[***] – Il sottotitolo è squillante e non lascia spazio a lambiccamenti: al bando i buonismi, Là-bas svolge la parabola esemplare, secca ed essenziale, di Yussouf, uno dei tanti possibili Yussouf, appena arrivato dall’Africa a Castel Volturno (Gomorra, Italia) con un sogno da realizzare, che si ritrova ben presto sedotto dalle lusinghe di una carriera malavitosa; è la sua educazione criminale. Prima e più di questo, però, là-bas (laggiù in francese) è un luogo, un altrove imprecisato che annuncia da subito una distanza che non può essere e non sarà colmata. La distanza è quella che separa il migrante in cerca di fortuna in Italia dal proprio paese d’origine, ma è anche la sua alterità rispetto al contesto d’arrivo e, ancora, la nostra impossibilità di indigeni a comprendere davvero la sua storia, la sua vita.
Con la pura forza del cinema (fotografia, ripresa, montaggio), il film di Guido Lombardi, Leone del futuro – cioè miglior opera prima – all’ultima Mostra di Venezia, riesce a raccontare queste distanze come pochi prima. Dimostrando uno sguardo sorprendentemente originale sul territorio, il regista napoletano freeza Castel Volturno (luogo indefinito dentro un tempo indefinito) fin quasi all’astrazione, la svuota del bianco e la restituisce definitivamente per quello che è: un avamposto africano in Europa che resiste all’assedio. Non c’è il controcanto del bianco progressista, che tende la mano al fratello nero e apre alla possibilità dell’incontro. Non che non esista lungo i cinquanta chilometri e passa della sventurata via Domitiana, dove da anni operano meritorie realtà del volontariato che lottano per supplire alla flagrante assenza dello Stato; è che a Lombardi importa stare dentro il punto di vista dell’Altro, cioè una comunità di 20000 (ma forse molti di più) immigrati da decenni insediata sul territorio e, ci piaccia o no, ampiamente avviata all’autogoverno. E l’unico bianco a cui guarda è quello che sta fuori dallo schermo, anzi di fronte, che vede consolidata e non certo sanata, come in un gioco di specchi, l’alterità di cui all’inizio.

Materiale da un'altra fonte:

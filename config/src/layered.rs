// Layered Configuration
// Support for layered configuration with precedence

use serde::{Deserialize, Serialize};

/// Layered configuration wrapper
#[derive(Debug, Clone, Serialize, Deserialize)]
pub struct LayeredConfig {
  /// Configuration layers, lowest precedence first
  layers: Vec<ConfigLayer>,
}

/// Configuration layer with source tracking
#[derive(Debug, Clone, Serialize, Deserialize)]
pub struct ConfigLayer {
  /// Layer source
  pub source: ConfigLayerSource,
  /// Configuration values
  pub values: toml::Value,
}

/// Configuration layer source
#[derive(Debug, Clone, Copy, PartialEq, Eq, Serialize, Deserialize)]
pub enum ConfigLayerSource {
  /// Built-in defaults
  Default,
  /// Global user config
  GlobalConfig,
  /// Project-specific config
  ProjectConfig,
  /// CLI override
  CliOverride,
}

impl LayeredConfig {
  /// Create a new layered configuration
  pub fn new() -> Self {
    Self { layers: Vec::new() }
  }

  /// Add a layer on top of the existing ones
  pub fn add_layer(&mut self, layer: ConfigLayer) {
    self.layers.push(layer);
  }

  /// Sources in precedence order
  pub fn sources(&self) -> Vec<ConfigLayerSource> {
    self.layers.iter().map(|layer| layer.source).collect()
  }

  /// Get merged configuration; tables merge key by key, anything else is
  /// replaced by the higher layer.
  pub fn merge(&self) -> toml::Value {
    let mut merged = toml::Value::Table(toml::map::Map::new());

    for layer in &self.layers {
      merge_values(&mut merged, &layer.values);
    }

    merged
  }
}

impl Default for LayeredConfig {
  fn default() -> Self {
    Self::new()
  }
}

fn merge_values(base: &mut toml::Value, overlay: &toml::Value) {
  match (base, overlay) {
    (toml::Value::Table(base_table), toml::Value::Table(overlay_table)) => {
      for (key, value) in overlay_table {
        match base_table.get_mut(key) {
          Some(existing) => merge_values(existing, value),
          None => {
            base_table.insert(key.clone(), value.clone());
          }
        }
      }
    }
    (base, overlay) => *base = overlay.clone(),
  }
}
use std::sync::Arc;

use async_trait::async_trait;

use super::PackageArgs;
use crate::shape::{PageScrubber, ShapeLimits};
use crate::tools::context::{ToolError, ToolInvocation, ToolOutput};
use crate::tools::registry::ToolHandler;
use crate::upstream::RegistryClient;

pub struct PageHandler {
  client: Arc<RegistryClient>,
  scrubber: Arc<PageScrubber>,
  limits: ShapeLimits,
}

impl PageHandler {
  pub fn new(client: Arc<RegistryClient>, scrubber: Arc<PageScrubber>, limits: ShapeLimits) -> Self {
    Self {
      client,
      scrubber,
      limits,
    }
  }
}

#[async_trait]
impl ToolHandler for PageHandler {
  async fn handle(&self, invocation: ToolInvocation) -> Result<ToolOutput, ToolError> {
    let args: PackageArgs = invocation.parse_arguments()?;

    let html = self
      .client
      .package_page(args.name(), &invocation.abandon)
      .await?;
    let page = self
      .scrubber
      .extract(&html, args.name(), self.limits.max_page_chars);
    drop(html);

    Ok(ToolOutput::text(page.render()))
  }
}
use serde::de::DeserializeOwned;
use serde_json::Value;
use tokio_util::sync::CancellationToken;

use crate::deadline::DeadlineExceeded;
use crate::gate::Abandoned;
use crate::updates::ResolverError;

/// Invocation payload passed to a tool handler.
#[derive(Debug, Clone)]
pub struct ToolInvocation {
  pub id: String,
  pub name: String,
  /// Arguments after validation, defaults filled in.
  pub arguments: Value,
  /// Cancelled when the invocation deadline fires.
  pub abandon: CancellationToken,
}

impl ToolInvocation {
  pub fn new(name: impl Into<String>, arguments: Value) -> Self {
    Self {
      id: uuid::Uuid::new_v4().to_string(),
      name: name.into(),
      arguments,
      abandon: CancellationToken::new(),
    }
  }

  pub fn parse_arguments<T: DeserializeOwned>(&self) -> Result<T, ToolError> {
    serde_json::from_value(self.arguments.clone()).map_err(|e| {
      ToolError::HandlerFailure(format!("invalid arguments for {}: {e}", self.name))
    })
  }
}

/// Successful output of a tool.
#[derive(Debug, Clone, PartialEq, Eq)]
pub struct ToolOutput {
  pub content: String,
}

impl ToolOutput {
  pub fn text(content: impl Into<String>) -> Self {
    Self {
      content: content.into(),
    }
  }
}

/// Failures a handler reports. Each becomes an error envelope.
#[derive(Debug, thiserror::Error)]
pub enum ToolError {
  #[error("registry returned HTTP {status} for {url}")]
  UpstreamHttp { status: u16, url: String },
  #[error(transparent)]
  UpstreamTimeout(#[from] DeadlineExceeded),
  #[error("{0}")]
  HandlerFailure(String),
}

impl ToolError {
  pub fn failure(message: impl Into<String>) -> Self {
    ToolError::HandlerFailure(message.into())
  }

  pub(crate) fn request_failed(url: &str, err: reqwest::Error) -> Self {
    ToolError::HandlerFailure(format!("request to {url} failed: {err}"))
  }
}

impl From<Abandoned> for ToolError {
  fn from(value: Abandoned) -> Self {
    ToolError::HandlerFailure(value.to_string())
  }
}

impl From<ResolverError> for ToolError {
  fn from(value: ResolverError) -> Self {
    ToolError::HandlerFailure(value.to_string())
  }
}
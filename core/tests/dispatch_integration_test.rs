use std::path::Path;
use std::sync::Arc;
use std::sync::atomic::{AtomicUsize, Ordering};
use std::time::Duration;

use async_trait::async_trait;
use pretty_assertions::assert_eq;

use pkgwatch_config::Config;
use pkgwatch_core::tools::ToolServices;
use pkgwatch_core::updates::{
  ResolverError, UpdateMode, UpdateOptions, UpdateResolver, UpgradeMap, UpgradeOutcome,
};
use pkgwatch_core::{ToolDispatcher, build_dispatcher};
use pkgwatch_protocol::ProtocolError;
use pkgwatch_testing::{
  MockRegistry, package_page_html, packument_with_versions, search_response,
};

#[derive(Default)]
struct CountingResolver {
  calls: AtomicUsize,
}

#[async_trait]
impl UpdateResolver for CountingResolver {
  async fn resolve(&self, _options: &UpdateOptions, _mode: UpdateMode) -> Result<UpgradeMap, ResolverError> {
    self.calls.fetch_add(1, Ordering::SeqCst);
    Ok(UpgradeMap::from([(
      "left-pad".to_string(),
      UpgradeOutcome::Version("^1.3.0".to_string()),
    )]))
  }
}

fn config_for(mock: &MockRegistry) -> Config {
  let mut config = Config::default();
  config.registry.registry_url = mock.url();
  config.registry.website_url = mock.url();
  config.registry.requests_per_second = 100.0;
  config
}

fn dispatcher_with(
  config: &Config,
  cwd: &Path,
  resolver: Arc<CountingResolver>,
) -> (ToolDispatcher, ToolServices) {
  let services = ToolServices::from_config(config, cwd.to_path_buf())
    .expect("services")
    .with_resolver(resolver);
  let dispatcher = build_dispatcher(config, &services).expect("dispatcher");
  (dispatcher, services)
}

#[tokio::test]
async fn search_reports_total_and_sample_size() {
  let mock = MockRegistry::start().await;
  mock
    .search("react", search_response(42, &["react", "react-dom", "react-router"]))
    .await;
  let dir = tempfile::tempdir().expect("tempdir");
  let (dispatcher, _) = dispatcher_with(&config_for(&mock), dir.path(), Arc::default());

  let envelope = dispatcher
    .dispatch("search_packages", Some(serde_json::json!({ "query": "react", "size": 3 })))
    .await
    .expect("envelope");

  assert!(!envelope.is_error, "{}", envelope.text());
  let text = envelope.text();
  let lines: Vec<&str> = text.lines().collect();
  assert_eq!(lines[0], "Found 42 packages (showing 3)");
  assert_eq!(lines.iter().filter(|line| line.contains("@1.0.0")).count(), 3);
  assert!(lines[2].starts_with("1. react@1.0.0"));
}

#[tokio::test]
async fn versions_are_capped_with_a_remainder_note() {
  let mock = MockRegistry::start().await;
  mock
    .packument("left-pad", packument_with_versions("left-pad", 40))
    .await;
  let dir = tempfile::tempdir().expect("tempdir");
  let (dispatcher, _) = dispatcher_with(&config_for(&mock), dir.path(), Arc::default());

  let envelope = dispatcher
    .dispatch("package_versions", Some(serde_json::json!({ "package": "left-pad" })))
    .await
    .expect("envelope");

  let text = envelope.text();
  assert_eq!(text.lines().filter(|line| line.starts_with("- ")).count(), 15);
  assert!(text.ends_with("...and 25 more"));
}

#[tokio::test]
async fn scoped_details_are_shaped() {
  let mock = MockRegistry::start().await;
  mock
    .packument("@scope/pkg", packument_with_versions("@scope/pkg", 25))
    .await;
  let dir = tempfile::tempdir().expect("tempdir");
  let (dispatcher, _) = dispatcher_with(&config_for(&mock), dir.path(), Arc::default());

  let envelope = dispatcher
    .dispatch("package_details", Some(serde_json::json!({ "package": "@scope/pkg" })))
    .await
    .expect("envelope");

  assert!(!envelope.is_error, "{}", envelope.text());
  let details: serde_json::Value = serde_json::from_str(&envelope.text()).expect("json");
  let versions = details["versions"].as_object().expect("versions");
  assert_eq!(versions.len(), 10);
  assert!(versions.contains_key("1.24.0"));
  assert!(details.get("readme").is_none());
}

#[tokio::test]
async fn page_text_is_extracted() {
  let mock = MockRegistry::start().await;
  mock
    .page(
      "left-pad",
      package_page_html("left-pad", "1.3.0", "String left pad", "Pads strings."),
    )
    .await;
  let dir = tempfile::tempdir().expect("tempdir");
  let (dispatcher, _) = dispatcher_with(&config_for(&mock), dir.path(), Arc::default());

  let envelope = dispatcher
    .dispatch("package_page", Some(serde_json::json!({ "package": "left-pad" })))
    .await
    .expect("envelope");

  let text = envelope.text();
  assert!(text.starts_with("Package: left-pad\nVersion: 1.3.0\nDescription: String left pad\n\n"));
  assert!(text.contains("Pads strings."));
}

#[tokio::test]
async fn unknown_tool_touches_neither_gate_nor_upstream() {
  let mock = MockRegistry::start().await;
  let dir = tempfile::tempdir().expect("tempdir");
  let (dispatcher, services) = dispatcher_with(&config_for(&mock), dir.path(), Arc::default());

  let err = dispatcher
    .dispatch("bogus_tool", Some(serde_json::json!({})))
    .await
    .expect_err("unknown tool");

  assert_eq!(
    err,
    ProtocolError::UnknownOperation {
      name: "bogus_tool".to_string()
    }
  );
  assert_eq!(services.client.gate().released(), 0);
  assert_eq!(mock.request_count().await, 0);
}

#[tokio::test]
async fn upstream_status_becomes_error_envelope() {
  let mock = MockRegistry::start().await;
  mock.status("does-not-exist", 404).await;
  let dir = tempfile::tempdir().expect("tempdir");
  let (dispatcher, _) = dispatcher_with(&config_for(&mock), dir.path(), Arc::default());

  let envelope = dispatcher
    .dispatch("package_versions", Some(serde_json::json!({ "package": "does-not-exist" })))
    .await
    .expect("envelope");

  assert!(envelope.is_error);
  assert!(envelope.text().starts_with("registry returned HTTP 404 for "));
}

#[tokio::test]
async fn slow_upstream_hits_the_network_deadline() {
  let mock = MockRegistry::start().await;
  mock
    .slow_packument(
      "sloth",
      packument_with_versions("sloth", 1),
      Duration::from_secs(5),
    )
    .await;
  let mut config = config_for(&mock);
  config.timeouts.package_ms = 200;
  let dir = tempfile::tempdir().expect("tempdir");
  let (dispatcher, _) = dispatcher_with(&config, dir.path(), Arc::default());

  let started = std::time::Instant::now();
  let envelope = dispatcher
    .dispatch("package_details", Some(serde_json::json!({ "package": "sloth" })))
    .await
    .expect("envelope");

  assert!(envelope.is_error);
  assert_eq!(envelope.text(), "registry packument timed out after 200ms");
  assert!(started.elapsed() < Duration::from_secs(4));
}

#[tokio::test]
async fn missing_manifest_names_the_resolved_path() {
  let mock = MockRegistry::start().await;
  let dir = tempfile::tempdir().expect("tempdir");
  let resolver = Arc::new(CountingResolver::default());
  let (dispatcher, _) = dispatcher_with(&config_for(&mock), dir.path(), resolver.clone());

  let envelope = dispatcher
    .dispatch(
      "check_updates",
      Some(serde_json::json!({ "cwd": "app", "package_file": "package.json" })),
    )
    .await
    .expect("envelope");

  assert!(envelope.is_error);
  assert_eq!(
    envelope.text(),
    format!(
      "package file not found: {}",
      dir.path().join("app").join("package.json").display()
    )
  );
  assert_eq!(resolver.calls.load(Ordering::SeqCst), 0);
}

#[tokio::test]
async fn present_manifest_reports_upgrades() {
  let mock = MockRegistry::start().await;
  let dir = tempfile::tempdir().expect("tempdir");
  std::fs::write(dir.path().join("package.json"), r#"{ "dependencies": {} }"#).expect("manifest");
  let resolver = Arc::new(CountingResolver::default());
  let (dispatcher, _) = dispatcher_with(&config_for(&mock), dir.path(), resolver.clone());

  let envelope = dispatcher
    .dispatch("check_updates", None)
    .await
    .expect("envelope");

  assert!(!envelope.is_error, "{}", envelope.text());
  assert!(envelope.text().ends_with("Upgrades available:\n- left-pad -> ^1.3.0"));
  assert_eq!(resolver.calls.load(Ordering::SeqCst), 1);
}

Così in Là-bas non si parla italiano, tutt’al più il dialetto tronco, sporco e brutale messo in bocca ai casalesi, difficilmente comprensibile già a una manciata di chilometri da Napoli. L’integrazione è un mito. Che Lombardi non si occupa né di inseguire né di smontare: a Castel Volturno e dintorni non è una questione all’ordine del giorno, se non in quanto integrazione criminale, alleanza opportunistica tra i clan locali e quelle fette di comunità immigrate che scelgono la via di adattamento all’ambiente più immediata e redditizia. La più logica. Qui non c’è più nemmeno bisogno di dire che il bianco è cattivo e sfruttatore: in realtà il mondo, ci insegna zio Moses, si divide – trasversalmente – tra morti di fame e avventurieri.
Solo nell’ultimo segmento del film, dopo aver lavorato prettamente di fiction, Lombardi cerca e trova l’aggancio con la cronaca, ponendo i suoi personaggi a confronto con quella che è passata alla storia come la strage di San Gennaro: cioè l’inaudito agguato perpetrato da un commando della camorra contro un gruppo di africani inermi radunati in strada a Castel Volturno, la sera del 18 settembre 2008. Ma è l’unica concessione a una «referenzialità esterna», peraltro efficacemente inglobata nella narrazione, di un’opera che trova la sua autonomia tutta dentro la sua forma filmica, capace di lavorare sui presupposti esposti sopra e farne cinema. Il «laboratorio» eterodosso approntato a Castel Volturno durante la lavorazione, con pochi soldi e molta passione, che ha coinvolto decine di ragazzi immigrati tra cui sono stati scelti i protagonisti, ha certamente contribuito a infondere verità al film, ne è stato il punto di forza. Questi attori-non-attori portano se stessi davanti alla camera e poi oltre, fino in sala, vivificando la pagina scritta del copione con un vissuto, il proprio, troppo impellente per non debordare dal fuoricampo.
Muovendosi a suo agio tra questi corpi e volti dolenti, e in sintonia con essi, Lombardi trova immagini potenti, forse addirittura fondative di un immaginario in costruzione, che lasciano sperare che il suo possa davvero essere un Leone del futuro: il lento movimento di macchina che inesorabile inchioda Yussouf al muro e alla sua moralità, i passi innamorati suoi e della dolcissima Suad che corrono veloci sull’asfalto infinito di una città-fantasma, il corpo nudo di Yussouf nella notte castelvolturnese, che finalmente smessi i panni del bianco capitalista che si era trovato a scimmiottare, trova infine scampo in una bandiera – che certo non può essere quella italiana.